One possible reason for increased DA levels in BD patients is lower expression of the dopamine transporter (DAT) that removes DA from synaptic clefts. Variants of the DAT gene (SLC6A3) have been associated with BD and reduced DAT expression (Greenwood et al., 2001, Greenwood et al., 2006, Kelsoe et al., 1996). These associations are consistent with lower DAT levels observed in BD patients and thus elevated synaptic DA (Amsterdam and Newberg, 2007). Furthermore, in mice, knockout of DAT (DAT^−/−) increases DA levels and activity in new environments (Giros et al., 1996), and causes deficits in prepulse inhibition (Ralph et al., 2001). However, behavioral analysis of DAT^−/− mice is complicated by poor physical state (Bosse et al., 1997). Mice with constitutive genetic knockdown of DAT (DAT-KD) express 10% of wild-type (WT) DAT levels and also show high DA levels. They display mania-like behaviors such as hyperactivity in a novel environment (Zhuang et al., 2001), replicating hyper-exploration and increased risk-taking behavior of manic BD patients (Perry et al., 2009, van Enkhuizen et al., 2014, Young et al., 2011b) without concomitant developmental defect. For these reasons, DAT-KD mice have been used as a model for mania. In BD patients, valproic acid (VPA) is used as a mood stabilizer, and particularly as an anti-manic agent. Interestingly, observations that VPA also attenuates the hyper-exploration of DAT-KD mice without affecting their WT littermates (van Enkhuizen et al., 2013) provided predictive validity for this model of BD mania (Young et al., 2011a).

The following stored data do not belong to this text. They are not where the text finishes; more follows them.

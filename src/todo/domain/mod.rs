//! Domain model for todo lists and tasks.
//!
//! Lists and tasks are constructed only from validated scalar values, so any
//! instance that exists satisfies the title and text length bounds. All
//! infrastructure concerns stay outside of this boundary.

mod error;
mod ids;
mod list;
mod task;
mod timestamp;

pub use error::TodoDomainError;
pub use ids::{ListId, TaskId};
pub use list::{List, ListTitle, PersistedListData};
pub use task::{PersistedTaskData, Task, TaskPatch, TaskText};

Since DA regulates circadian clocks, we hypothesized that elevated DA levels contribute to circadian disturbances in manic BD patients. We tested this hypothesis in DAT-KD mice and cultured SCN explants treated with a D1 receptor agonist and found that increased DA signaling lengthens the period of circadian rhythms. Furthermore, we showed that VPA shortens circadian period, both in vitro and in vivo, and that the effects of VPA on behavior are less pronounced in the absence of a circadian clock in DAT-deficient Drosophila melanogaster. These data suggest that the mood-stabilizing properties of VPA in manic BD patients might be partly based on reversing the effects of elevated DA on circadian period.